▶ ACTION ITEM:
Comb the records below for the string "matches" and copy each line where it turns up.

(Collected data entries)
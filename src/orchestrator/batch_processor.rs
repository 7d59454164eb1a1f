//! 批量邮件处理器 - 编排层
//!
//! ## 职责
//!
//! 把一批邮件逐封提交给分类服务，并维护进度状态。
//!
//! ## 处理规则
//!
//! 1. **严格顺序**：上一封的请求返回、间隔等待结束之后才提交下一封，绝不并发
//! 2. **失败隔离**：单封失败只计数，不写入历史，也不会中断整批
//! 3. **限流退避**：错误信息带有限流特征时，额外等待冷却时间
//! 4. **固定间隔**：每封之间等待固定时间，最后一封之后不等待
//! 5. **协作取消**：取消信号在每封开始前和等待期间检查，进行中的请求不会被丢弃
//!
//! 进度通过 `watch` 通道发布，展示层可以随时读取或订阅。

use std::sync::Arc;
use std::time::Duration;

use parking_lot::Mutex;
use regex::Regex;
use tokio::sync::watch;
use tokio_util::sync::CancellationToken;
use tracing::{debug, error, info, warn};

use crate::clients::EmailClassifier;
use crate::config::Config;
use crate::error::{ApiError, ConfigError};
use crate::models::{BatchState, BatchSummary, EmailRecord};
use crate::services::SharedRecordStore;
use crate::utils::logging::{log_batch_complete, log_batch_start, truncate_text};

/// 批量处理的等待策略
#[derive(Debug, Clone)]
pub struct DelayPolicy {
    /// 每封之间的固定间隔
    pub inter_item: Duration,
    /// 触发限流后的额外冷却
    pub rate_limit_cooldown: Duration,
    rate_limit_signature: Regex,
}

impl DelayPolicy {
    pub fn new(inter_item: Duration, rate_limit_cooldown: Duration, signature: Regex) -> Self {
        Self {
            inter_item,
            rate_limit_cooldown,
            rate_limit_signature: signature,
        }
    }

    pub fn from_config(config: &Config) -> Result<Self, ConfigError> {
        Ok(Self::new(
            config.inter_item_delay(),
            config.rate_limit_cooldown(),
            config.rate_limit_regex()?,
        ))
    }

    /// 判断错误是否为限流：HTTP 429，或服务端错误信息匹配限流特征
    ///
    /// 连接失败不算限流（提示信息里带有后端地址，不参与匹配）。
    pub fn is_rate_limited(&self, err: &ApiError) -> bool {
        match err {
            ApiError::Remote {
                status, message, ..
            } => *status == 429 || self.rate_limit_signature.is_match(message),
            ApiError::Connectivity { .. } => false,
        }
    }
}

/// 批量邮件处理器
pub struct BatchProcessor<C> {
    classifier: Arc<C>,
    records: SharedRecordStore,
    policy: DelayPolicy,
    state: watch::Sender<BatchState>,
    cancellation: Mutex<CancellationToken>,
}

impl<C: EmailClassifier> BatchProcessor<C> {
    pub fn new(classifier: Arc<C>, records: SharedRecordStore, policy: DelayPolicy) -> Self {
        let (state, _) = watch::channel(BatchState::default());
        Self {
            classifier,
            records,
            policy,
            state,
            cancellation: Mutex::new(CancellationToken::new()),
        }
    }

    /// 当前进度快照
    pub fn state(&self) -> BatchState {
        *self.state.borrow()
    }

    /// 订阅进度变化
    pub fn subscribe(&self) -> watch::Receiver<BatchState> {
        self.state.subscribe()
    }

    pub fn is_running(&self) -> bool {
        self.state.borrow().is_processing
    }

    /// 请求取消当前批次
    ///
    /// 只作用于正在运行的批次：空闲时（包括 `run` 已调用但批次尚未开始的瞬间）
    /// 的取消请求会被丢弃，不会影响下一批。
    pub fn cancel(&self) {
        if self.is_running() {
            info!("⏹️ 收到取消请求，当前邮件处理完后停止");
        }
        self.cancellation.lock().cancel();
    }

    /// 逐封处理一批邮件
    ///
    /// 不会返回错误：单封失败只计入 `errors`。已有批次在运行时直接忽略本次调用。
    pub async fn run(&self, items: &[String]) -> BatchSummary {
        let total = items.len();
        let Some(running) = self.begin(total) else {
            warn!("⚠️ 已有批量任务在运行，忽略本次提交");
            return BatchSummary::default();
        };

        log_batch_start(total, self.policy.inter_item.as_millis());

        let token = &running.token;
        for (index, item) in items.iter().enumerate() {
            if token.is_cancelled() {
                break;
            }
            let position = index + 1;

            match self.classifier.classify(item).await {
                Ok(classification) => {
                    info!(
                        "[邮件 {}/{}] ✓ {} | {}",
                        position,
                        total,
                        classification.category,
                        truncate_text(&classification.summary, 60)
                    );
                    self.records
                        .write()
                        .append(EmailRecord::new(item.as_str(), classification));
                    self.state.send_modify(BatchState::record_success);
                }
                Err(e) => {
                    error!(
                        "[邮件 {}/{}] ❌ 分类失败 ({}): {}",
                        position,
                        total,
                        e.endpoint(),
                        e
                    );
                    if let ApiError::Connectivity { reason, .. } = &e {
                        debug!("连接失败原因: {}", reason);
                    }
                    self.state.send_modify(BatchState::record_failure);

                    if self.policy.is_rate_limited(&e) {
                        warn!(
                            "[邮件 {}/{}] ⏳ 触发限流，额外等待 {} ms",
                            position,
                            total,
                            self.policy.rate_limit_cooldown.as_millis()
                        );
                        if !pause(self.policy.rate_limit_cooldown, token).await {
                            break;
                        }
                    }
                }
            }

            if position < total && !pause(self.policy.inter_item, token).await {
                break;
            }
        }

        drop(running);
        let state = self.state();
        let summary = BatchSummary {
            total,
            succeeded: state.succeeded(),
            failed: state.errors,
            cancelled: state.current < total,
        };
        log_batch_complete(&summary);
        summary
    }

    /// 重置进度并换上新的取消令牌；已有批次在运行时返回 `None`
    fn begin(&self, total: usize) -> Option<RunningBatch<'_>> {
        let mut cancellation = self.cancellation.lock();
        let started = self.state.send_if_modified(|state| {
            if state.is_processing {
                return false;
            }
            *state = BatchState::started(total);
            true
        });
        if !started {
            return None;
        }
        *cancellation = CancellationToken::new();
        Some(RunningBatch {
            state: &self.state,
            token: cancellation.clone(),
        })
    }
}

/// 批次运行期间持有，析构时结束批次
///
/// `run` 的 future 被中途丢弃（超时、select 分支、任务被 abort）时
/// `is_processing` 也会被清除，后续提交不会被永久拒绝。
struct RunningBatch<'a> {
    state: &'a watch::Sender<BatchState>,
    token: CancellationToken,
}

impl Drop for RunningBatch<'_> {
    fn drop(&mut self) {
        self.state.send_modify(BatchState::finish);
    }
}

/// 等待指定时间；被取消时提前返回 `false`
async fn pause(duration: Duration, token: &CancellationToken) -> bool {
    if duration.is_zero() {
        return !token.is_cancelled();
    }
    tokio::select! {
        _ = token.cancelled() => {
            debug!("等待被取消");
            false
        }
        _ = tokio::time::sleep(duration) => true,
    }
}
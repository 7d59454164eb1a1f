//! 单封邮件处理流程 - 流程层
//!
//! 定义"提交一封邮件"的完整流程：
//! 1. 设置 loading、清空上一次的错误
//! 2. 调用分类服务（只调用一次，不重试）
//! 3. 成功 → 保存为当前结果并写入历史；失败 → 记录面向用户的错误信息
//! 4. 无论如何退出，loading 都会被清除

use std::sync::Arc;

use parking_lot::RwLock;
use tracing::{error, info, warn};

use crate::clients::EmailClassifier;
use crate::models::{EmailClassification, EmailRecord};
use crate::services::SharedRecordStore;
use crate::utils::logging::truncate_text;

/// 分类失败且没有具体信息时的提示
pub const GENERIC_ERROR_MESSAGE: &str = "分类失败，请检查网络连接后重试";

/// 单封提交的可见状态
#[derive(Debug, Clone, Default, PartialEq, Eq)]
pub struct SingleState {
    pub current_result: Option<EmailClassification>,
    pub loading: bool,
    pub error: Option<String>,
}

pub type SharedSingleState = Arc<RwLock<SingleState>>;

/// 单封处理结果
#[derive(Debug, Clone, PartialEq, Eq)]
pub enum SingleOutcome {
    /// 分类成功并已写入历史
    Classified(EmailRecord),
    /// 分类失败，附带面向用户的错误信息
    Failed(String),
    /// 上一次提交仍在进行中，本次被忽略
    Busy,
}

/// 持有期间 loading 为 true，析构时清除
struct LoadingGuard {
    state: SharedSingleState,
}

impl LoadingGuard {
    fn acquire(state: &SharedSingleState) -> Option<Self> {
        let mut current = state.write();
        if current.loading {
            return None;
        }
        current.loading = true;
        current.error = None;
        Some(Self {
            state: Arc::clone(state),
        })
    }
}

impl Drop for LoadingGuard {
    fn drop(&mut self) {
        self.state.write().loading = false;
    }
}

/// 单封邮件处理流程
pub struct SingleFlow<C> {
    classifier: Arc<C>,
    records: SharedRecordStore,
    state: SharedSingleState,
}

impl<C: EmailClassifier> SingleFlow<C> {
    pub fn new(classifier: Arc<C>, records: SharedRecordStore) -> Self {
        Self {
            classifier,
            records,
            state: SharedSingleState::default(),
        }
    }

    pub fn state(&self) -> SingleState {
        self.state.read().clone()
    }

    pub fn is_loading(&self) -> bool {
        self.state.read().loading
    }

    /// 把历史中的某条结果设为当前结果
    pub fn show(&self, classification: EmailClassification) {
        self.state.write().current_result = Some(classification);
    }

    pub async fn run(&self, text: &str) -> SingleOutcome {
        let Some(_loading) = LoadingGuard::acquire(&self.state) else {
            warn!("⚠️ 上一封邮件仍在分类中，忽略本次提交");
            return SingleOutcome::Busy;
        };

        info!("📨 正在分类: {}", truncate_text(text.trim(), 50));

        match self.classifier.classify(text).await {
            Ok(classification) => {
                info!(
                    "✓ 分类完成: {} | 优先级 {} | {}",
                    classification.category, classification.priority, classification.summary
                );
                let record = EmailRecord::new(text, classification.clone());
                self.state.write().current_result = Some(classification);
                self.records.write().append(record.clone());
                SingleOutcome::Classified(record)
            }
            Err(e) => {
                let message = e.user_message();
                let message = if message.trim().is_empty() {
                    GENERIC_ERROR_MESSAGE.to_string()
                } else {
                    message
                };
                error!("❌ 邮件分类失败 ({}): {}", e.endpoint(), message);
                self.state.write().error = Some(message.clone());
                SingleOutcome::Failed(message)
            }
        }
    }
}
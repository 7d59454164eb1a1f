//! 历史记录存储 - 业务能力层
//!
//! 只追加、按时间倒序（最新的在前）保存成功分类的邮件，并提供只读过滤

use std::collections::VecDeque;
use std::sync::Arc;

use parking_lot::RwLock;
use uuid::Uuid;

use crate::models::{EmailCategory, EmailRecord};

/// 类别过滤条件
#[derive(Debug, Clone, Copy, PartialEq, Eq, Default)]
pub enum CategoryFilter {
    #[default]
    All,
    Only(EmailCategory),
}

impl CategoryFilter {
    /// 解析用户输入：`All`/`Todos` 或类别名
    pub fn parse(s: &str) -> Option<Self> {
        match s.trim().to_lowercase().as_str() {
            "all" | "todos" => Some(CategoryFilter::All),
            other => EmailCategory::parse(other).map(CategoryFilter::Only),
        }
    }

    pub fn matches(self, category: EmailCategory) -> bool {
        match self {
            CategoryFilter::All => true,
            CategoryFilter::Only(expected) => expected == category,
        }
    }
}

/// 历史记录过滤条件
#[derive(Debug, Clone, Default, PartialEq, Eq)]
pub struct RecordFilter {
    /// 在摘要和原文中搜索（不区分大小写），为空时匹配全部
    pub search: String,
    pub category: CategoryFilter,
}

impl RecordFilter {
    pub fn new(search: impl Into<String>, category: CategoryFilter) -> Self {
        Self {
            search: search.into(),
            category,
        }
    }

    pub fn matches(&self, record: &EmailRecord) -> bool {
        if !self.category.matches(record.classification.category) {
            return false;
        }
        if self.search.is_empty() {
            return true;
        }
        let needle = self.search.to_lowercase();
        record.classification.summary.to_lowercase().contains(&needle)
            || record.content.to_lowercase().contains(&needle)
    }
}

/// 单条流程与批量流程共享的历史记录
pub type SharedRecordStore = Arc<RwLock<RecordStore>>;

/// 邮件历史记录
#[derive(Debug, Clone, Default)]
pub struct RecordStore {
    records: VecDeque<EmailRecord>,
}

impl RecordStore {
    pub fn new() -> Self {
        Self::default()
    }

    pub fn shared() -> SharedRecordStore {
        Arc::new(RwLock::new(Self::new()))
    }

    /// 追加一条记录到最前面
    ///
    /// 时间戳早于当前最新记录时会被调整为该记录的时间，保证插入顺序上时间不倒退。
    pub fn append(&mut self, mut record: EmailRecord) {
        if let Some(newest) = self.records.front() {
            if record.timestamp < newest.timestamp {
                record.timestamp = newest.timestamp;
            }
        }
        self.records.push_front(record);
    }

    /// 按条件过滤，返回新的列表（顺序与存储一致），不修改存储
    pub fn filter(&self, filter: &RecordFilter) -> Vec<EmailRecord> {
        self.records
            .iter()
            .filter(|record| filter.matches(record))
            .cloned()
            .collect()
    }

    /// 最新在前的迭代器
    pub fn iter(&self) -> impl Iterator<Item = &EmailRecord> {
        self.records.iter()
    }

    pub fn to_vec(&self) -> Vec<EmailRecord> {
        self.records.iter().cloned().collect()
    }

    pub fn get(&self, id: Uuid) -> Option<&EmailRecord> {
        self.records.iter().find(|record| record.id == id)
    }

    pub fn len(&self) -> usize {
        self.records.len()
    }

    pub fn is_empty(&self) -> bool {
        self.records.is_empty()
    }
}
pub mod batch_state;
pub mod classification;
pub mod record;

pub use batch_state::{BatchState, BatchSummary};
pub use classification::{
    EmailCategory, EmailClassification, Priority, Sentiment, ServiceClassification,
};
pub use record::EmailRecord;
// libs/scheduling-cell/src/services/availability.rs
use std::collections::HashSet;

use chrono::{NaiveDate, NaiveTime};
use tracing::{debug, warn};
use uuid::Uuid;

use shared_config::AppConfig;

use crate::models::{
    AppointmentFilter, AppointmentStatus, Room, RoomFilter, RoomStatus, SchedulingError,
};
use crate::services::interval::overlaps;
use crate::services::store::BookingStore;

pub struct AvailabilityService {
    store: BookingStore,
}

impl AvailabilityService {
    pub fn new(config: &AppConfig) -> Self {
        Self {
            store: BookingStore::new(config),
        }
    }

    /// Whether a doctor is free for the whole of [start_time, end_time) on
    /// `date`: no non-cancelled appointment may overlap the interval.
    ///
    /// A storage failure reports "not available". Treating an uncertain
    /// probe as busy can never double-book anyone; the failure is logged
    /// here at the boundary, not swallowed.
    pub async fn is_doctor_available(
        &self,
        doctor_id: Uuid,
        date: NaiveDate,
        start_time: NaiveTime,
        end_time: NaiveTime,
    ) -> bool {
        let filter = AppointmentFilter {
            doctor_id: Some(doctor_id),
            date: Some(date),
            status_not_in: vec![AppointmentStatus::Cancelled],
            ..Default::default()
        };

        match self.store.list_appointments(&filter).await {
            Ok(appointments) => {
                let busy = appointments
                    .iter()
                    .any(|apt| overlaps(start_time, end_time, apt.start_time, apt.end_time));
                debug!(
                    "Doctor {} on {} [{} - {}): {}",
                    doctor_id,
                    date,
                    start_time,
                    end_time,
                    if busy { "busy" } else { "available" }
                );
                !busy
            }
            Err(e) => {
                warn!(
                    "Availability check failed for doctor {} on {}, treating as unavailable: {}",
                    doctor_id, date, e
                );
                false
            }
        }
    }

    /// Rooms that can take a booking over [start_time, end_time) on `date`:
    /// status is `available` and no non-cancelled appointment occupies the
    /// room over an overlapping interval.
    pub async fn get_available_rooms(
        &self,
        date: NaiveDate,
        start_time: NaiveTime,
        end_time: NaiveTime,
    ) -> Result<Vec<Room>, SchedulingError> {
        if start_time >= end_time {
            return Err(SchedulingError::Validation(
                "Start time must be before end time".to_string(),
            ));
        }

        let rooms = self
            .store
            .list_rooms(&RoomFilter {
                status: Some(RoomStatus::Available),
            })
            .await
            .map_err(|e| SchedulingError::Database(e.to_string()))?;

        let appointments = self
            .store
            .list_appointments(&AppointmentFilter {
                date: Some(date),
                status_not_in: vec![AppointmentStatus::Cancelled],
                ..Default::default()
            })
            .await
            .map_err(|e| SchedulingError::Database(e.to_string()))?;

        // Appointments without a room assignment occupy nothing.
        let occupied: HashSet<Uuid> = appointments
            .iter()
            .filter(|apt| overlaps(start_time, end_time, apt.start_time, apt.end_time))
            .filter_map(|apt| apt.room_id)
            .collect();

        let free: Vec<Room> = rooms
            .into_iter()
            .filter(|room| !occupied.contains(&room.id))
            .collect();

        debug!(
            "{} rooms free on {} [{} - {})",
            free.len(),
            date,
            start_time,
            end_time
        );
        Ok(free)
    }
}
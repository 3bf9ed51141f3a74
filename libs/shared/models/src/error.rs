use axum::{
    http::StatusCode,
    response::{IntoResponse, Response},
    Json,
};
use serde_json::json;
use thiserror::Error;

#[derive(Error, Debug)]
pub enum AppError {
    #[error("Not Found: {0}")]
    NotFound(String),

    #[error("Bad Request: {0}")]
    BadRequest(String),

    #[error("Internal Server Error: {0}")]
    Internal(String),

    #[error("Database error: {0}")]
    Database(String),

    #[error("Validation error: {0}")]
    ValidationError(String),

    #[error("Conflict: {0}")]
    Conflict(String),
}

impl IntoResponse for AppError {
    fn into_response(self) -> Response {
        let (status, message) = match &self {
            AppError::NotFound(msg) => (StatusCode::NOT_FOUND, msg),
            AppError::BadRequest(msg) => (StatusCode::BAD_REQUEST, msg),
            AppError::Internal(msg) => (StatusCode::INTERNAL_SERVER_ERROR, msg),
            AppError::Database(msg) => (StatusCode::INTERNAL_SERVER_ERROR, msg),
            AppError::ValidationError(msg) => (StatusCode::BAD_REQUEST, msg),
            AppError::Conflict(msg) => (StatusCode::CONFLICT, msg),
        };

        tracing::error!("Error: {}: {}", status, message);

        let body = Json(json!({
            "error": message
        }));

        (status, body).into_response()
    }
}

▶ WRITTEN SOLUTION:
    pub fn matches(self, category: EmailCategory) -> bool {
    pub fn matches(&self, record: &EmailRecord) -> bool {
        if !self.category.matches(record.classification.category) {
            .filter(|record| filter.matches(record))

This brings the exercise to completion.